From this piece in The Economist:
His contempt for government resonates with people all over the world. ... In the euro zone they march against austerity ...
DOES. NOT. COMPUTE.
The theme of the article is, roughly, this:
They tend to be ordinary, middle-class people, not lobbies with lists of demands. Their mix of revelry and rage condemns the corruption, inefficiency and arrogance of the folk in charge.
And yet: they're marching against so-called austerity, which is just a slight decrease in the rate of expansion of the corruption, inefficiency, and arrogance?
Some of the other examples sound remarkably like "We demand our subsidies!" Also known as: "Where's our share of the corruption?"
Makes one suspect that the protesters in question are highly confused... or that the author is.
But... this business of middle-class people getting out and protesting in the streets. Could It Happen Here?
Durn tootin' it could, and it will.
See, middle-class folks don't generally do that sort of thing for various reasons, the most famous being that We Have Jobs.
Only, increasingly, We Don't.
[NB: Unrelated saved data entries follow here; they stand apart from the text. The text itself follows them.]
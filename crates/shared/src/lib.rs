//! Types shared between the gallery core, its collaborators and front ends.

pub mod domain;
pub mod error;
pub mod protocol;
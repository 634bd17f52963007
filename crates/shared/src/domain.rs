use std::{fmt, num::NonZeroU32, str::FromStr};

use serde::{Deserialize, Serialize};
use uuid::Uuid;

use crate::error::GalleryError;

macro_rules! id_newtype {
    ($name:ident) => {
        #[derive(Debug, Clone, Copy, PartialEq, Eq, Hash, Serialize, Deserialize)]
        pub struct $name(pub Uuid);

        impl $name {
            pub fn new() -> Self {
                Self(Uuid::new_v4())
            }
        }

        impl Default for $name {
            fn default() -> Self {
                Self::new()
            }
        }

        impl fmt::Display for $name {
            fn fmt(&self, f: &mut fmt::Formatter<'_>) -> fmt::Result {
                self.0.fmt(f)
            }
        }
    };
}

id_newtype!(PhotoId);

/// Raw metadata for one uploaded photo, as produced by the upload collaborator.
#[derive(Debug, Clone, PartialEq, Eq, Serialize, Deserialize)]
pub struct PhotoRecord {
    #[serde(alias = "photoUrl")]
    pub url: String,
    #[serde(alias = "photoName")]
    pub name: String,
}

impl PhotoRecord {
    pub fn new(url: impl Into<String>, name: impl Into<String>) -> Self {
        Self {
            url: url.into(),
            name: name.into(),
        }
    }
}

/// A renderable photo. Immutable once built; clones share the same identity.
#[derive(Debug, Clone, PartialEq, Eq, Hash, Serialize, Deserialize)]
pub struct Photo {
    id: PhotoId,
    src: String,
    alt: String,
}

impl Photo {
    pub fn new(id: PhotoId, src: impl Into<String>, alt: impl Into<String>) -> Self {
        Self {
            id,
            src: src.into(),
            alt: alt.into(),
        }
    }

    pub fn id(&self) -> PhotoId {
        self.id
    }

    pub fn src(&self) -> &str {
        &self.src
    }

    pub fn display_name(&self) -> &str {
        &self.alt
    }
}

/// Opaque reference to the region a gallery is rendered into.
#[derive(Debug, Clone, PartialEq, Eq, Hash, PartialOrd, Ord, Serialize, Deserialize)]
#[serde(try_from = "String", into = "String")]
pub struct SurfaceHandle(String);

impl SurfaceHandle {
    pub fn parse(raw: &str) -> Result<Self, GalleryError> {
        let trimmed = raw.trim();
        if trimmed.is_empty() {
            return Err(GalleryError::invalid_argument(
                "a photo gallery container is required",
            ));
        }
        if !trimmed
            .chars()
            .all(|c| c.is_ascii_alphanumeric() || c == '-' || c == '_')
        {
            return Err(GalleryError::invalid_argument(format!(
                "'{trimmed}' is not a valid container reference"
            )));
        }
        Ok(Self(trimmed.to_string()))
    }

    pub fn as_str(&self) -> &str {
        &self.0
    }
}

impl TryFrom<String> for SurfaceHandle {
    type Error = GalleryError;

    fn try_from(value: String) -> Result<Self, Self::Error> {
        Self::parse(&value)
    }
}

impl From<SurfaceHandle> for String {
    fn from(value: SurfaceHandle) -> Self {
        value.0
    }
}

impl fmt::Display for SurfaceHandle {
    fn fmt(&self, f: &mut fmt::Formatter<'_>) -> fmt::Result {
        f.write_str(&self.0)
    }
}

#[derive(Debug, Clone, PartialEq, Eq, Serialize, Deserialize)]
pub struct GalleryConfiguration {
    pub columns: NonZeroU32,
    pub container: SurfaceHandle,
}

impl GalleryConfiguration {
    pub fn new(columns: u32, container: SurfaceHandle) -> Result<Self, GalleryError> {
        let columns = NonZeroU32::new(columns)
            .ok_or_else(|| GalleryError::invalid_argument("column count must be positive"))?;
        Ok(Self { columns, container })
    }

    /// Validates raw UI input. Both the orchestrator and the gallery controller
    /// go through here so they reject exactly the same values.
    pub fn validate(columns: f64, container: &str) -> Result<Self, GalleryError> {
        if !columns.is_finite() || columns <= 0.0 {
            return Err(GalleryError::invalid_argument(format!(
                "column count must be a positive number, got {columns}"
            )));
        }
        if columns.fract() != 0.0 || columns > f64::from(u32::MAX) {
            return Err(GalleryError::invalid_argument(format!(
                "column count must be a whole number of columns, got {columns}"
            )));
        }
        let container = SurfaceHandle::parse(container)?;
        // Range checked above, the cast cannot truncate.
        Self::new(columns as u32, container)
    }
}

#[derive(Debug, Clone, Copy, PartialEq, Eq, Hash, Serialize, Deserialize)]
#[serde(rename_all = "lowercase")]
pub enum FilterMethod {
    Brightness,
    Contrast,
    Sepia,
    Grayscale,
    Opacity,
    Saturate,
    Blur,
}

impl FilterMethod {
    pub const ALL: [FilterMethod; 7] = [
        FilterMethod::Brightness,
        FilterMethod::Contrast,
        FilterMethod::Sepia,
        FilterMethod::Grayscale,
        FilterMethod::Opacity,
        FilterMethod::Saturate,
        FilterMethod::Blur,
    ];

    pub fn as_str(&self) -> &'static str {
        match self {
            FilterMethod::Brightness => "brightness",
            FilterMethod::Contrast => "contrast",
            FilterMethod::Sepia => "sepia",
            FilterMethod::Grayscale => "grayscale",
            FilterMethod::Opacity => "opacity",
            FilterMethod::Saturate => "saturate",
            FilterMethod::Blur => "blur",
        }
    }

    pub fn unit(&self) -> &'static str {
        match self {
            FilterMethod::Blur => "px",
            _ => "%",
        }
    }

    /// CSS-style filter function, e.g. `brightness(50%)`.
    pub fn render(&self, value: &FilterValue) -> String {
        format!("{}({}{})", self.as_str(), value.as_str(), self.unit())
    }
}

impl FromStr for FilterMethod {
    type Err = GalleryError;

    fn from_str(s: &str) -> Result<Self, Self::Err> {
        let wanted = s.trim();
        FilterMethod::ALL
            .into_iter()
            .find(|method| method.as_str().eq_ignore_ascii_case(wanted))
            .ok_or_else(|| GalleryError::invalid_argument(format!("unknown filter method '{wanted}'")))
    }
}

impl fmt::Display for FilterMethod {
    fn fmt(&self, f: &mut fmt::Formatter<'_>) -> fmt::Result {
        f.write_str(self.as_str())
    }
}

/// Filter strength as entered by the user. Always a finite number.
#[derive(Debug, Clone, PartialEq, Serialize, Deserialize)]
#[serde(try_from = "String", into = "String")]
pub struct FilterValue(String);

impl FilterValue {
    pub fn parse(raw: &str) -> Result<Self, GalleryError> {
        let trimmed = raw.trim();
        let numeric = !trimmed.is_empty()
            && trimmed
                .parse::<f64>()
                .map(|value| value.is_finite())
                .unwrap_or(false);
        if !numeric {
            return Err(GalleryError::invalid_argument(format!(
                "filter value needs to be a number, got '{raw}'"
            )));
        }
        Ok(Self(trimmed.to_string()))
    }

    pub fn as_str(&self) -> &str {
        &self.0
    }

    pub fn as_f64(&self) -> f64 {
        self.0.parse().unwrap_or_default()
    }
}

impl TryFrom<String> for FilterValue {
    type Error = GalleryError;

    fn try_from(value: String) -> Result<Self, Self::Error> {
        Self::parse(&value)
    }
}

impl From<FilterValue> for String {
    fn from(value: FilterValue) -> Self {
        value.0
    }
}

impl fmt::Display for FilterValue {
    fn fmt(&self, f: &mut fmt::Formatter<'_>) -> fmt::Result {
        f.write_str(&self.0)
    }
}

#[derive(Debug, Clone, PartialEq, Serialize, Deserialize)]
pub struct FilterRequest {
    pub method: FilterMethod,
    pub value: FilterValue,
}

impl FilterRequest {
    pub fn parse(method: &str, value: &str) -> Result<Self, GalleryError> {
        Ok(Self {
            method: method.parse()?,
            value: FilterValue::parse(value)?,
        })
    }

    pub fn render(&self) -> String {
        self.method.render(&self.value)
    }
}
When you have a large chunk of the former middle class becoming chronically unemployed (and discovering that the so-called "safety net" is reserved for the welfare caste, and not available to down-on-their-luck taxpayers), the restraints will be falling off.
Ergo: yes, we will be seeing that sort of thing here. The Tea Party is just a well-mannered preview*. Throw in the ongoing slow-motion economic disaster and the State's increasingly open penchant for treating the People as the enemy, and... well, expect ugliness.
* The Infest Whatever movement was an ill-mannered bit of fakery staged by the younger sons of the Aristocracy, and doesn't count.